• _Entries provided_:
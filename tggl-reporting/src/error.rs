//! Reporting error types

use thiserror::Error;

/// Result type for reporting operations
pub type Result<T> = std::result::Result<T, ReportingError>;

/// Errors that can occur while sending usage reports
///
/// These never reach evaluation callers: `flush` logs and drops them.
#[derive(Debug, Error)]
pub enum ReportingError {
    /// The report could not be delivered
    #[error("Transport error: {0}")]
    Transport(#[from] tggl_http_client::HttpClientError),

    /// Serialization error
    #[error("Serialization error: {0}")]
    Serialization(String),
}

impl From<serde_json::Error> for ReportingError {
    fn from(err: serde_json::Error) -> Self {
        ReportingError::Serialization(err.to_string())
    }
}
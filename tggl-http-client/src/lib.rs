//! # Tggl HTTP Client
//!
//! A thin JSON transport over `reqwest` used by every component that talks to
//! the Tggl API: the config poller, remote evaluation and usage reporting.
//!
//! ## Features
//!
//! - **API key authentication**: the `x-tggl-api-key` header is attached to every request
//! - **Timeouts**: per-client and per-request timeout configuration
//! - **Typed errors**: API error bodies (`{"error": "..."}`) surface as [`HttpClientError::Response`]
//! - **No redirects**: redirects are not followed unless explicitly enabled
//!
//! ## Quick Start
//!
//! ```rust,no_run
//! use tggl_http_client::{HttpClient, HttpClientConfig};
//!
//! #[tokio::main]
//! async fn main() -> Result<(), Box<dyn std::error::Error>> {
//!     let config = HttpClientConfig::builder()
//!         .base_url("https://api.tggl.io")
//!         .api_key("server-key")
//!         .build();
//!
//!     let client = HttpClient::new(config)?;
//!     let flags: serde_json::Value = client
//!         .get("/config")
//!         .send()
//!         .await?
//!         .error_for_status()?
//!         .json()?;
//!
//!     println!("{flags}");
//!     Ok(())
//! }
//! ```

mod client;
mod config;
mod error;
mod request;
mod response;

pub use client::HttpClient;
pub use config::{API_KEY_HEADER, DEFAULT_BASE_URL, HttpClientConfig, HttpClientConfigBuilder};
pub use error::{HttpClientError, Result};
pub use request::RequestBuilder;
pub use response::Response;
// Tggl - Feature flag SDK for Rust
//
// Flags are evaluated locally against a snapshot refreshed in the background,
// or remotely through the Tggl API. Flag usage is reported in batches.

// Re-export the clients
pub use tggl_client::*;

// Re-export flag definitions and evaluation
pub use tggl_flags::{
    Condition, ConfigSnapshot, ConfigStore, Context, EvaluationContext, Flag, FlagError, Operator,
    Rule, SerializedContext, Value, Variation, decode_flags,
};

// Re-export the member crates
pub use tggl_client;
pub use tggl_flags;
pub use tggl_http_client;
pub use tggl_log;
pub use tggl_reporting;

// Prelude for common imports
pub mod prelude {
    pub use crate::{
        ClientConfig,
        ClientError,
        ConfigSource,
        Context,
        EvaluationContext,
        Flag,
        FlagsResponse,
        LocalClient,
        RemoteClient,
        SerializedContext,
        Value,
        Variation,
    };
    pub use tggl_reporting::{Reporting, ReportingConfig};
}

• _Exercise requirements_:
Please retype, exactly as written, every line from the line containing "pub use tggl_client;" through the last line of the records above, including both of those lines, and nothing else.

• _Reply_:
pub use tggl_client;
pub use tggl_flags;
pub use tggl_http_client;
pub use tggl_log;
pub use tggl_reporting;

// Prelude for common imports
pub mod prelude {
    pub use crate::{
        ClientConfig,
        ClientError,
        ConfigSource,
        Context,
        EvaluationContext,
        Flag,
        FlagsResponse,
        LocalClient,
        RemoteClient,
        SerializedContext,
        Value,
        Variation,
    };
    pub use tggl_reporting::{Reporting, ReportingConfig};
}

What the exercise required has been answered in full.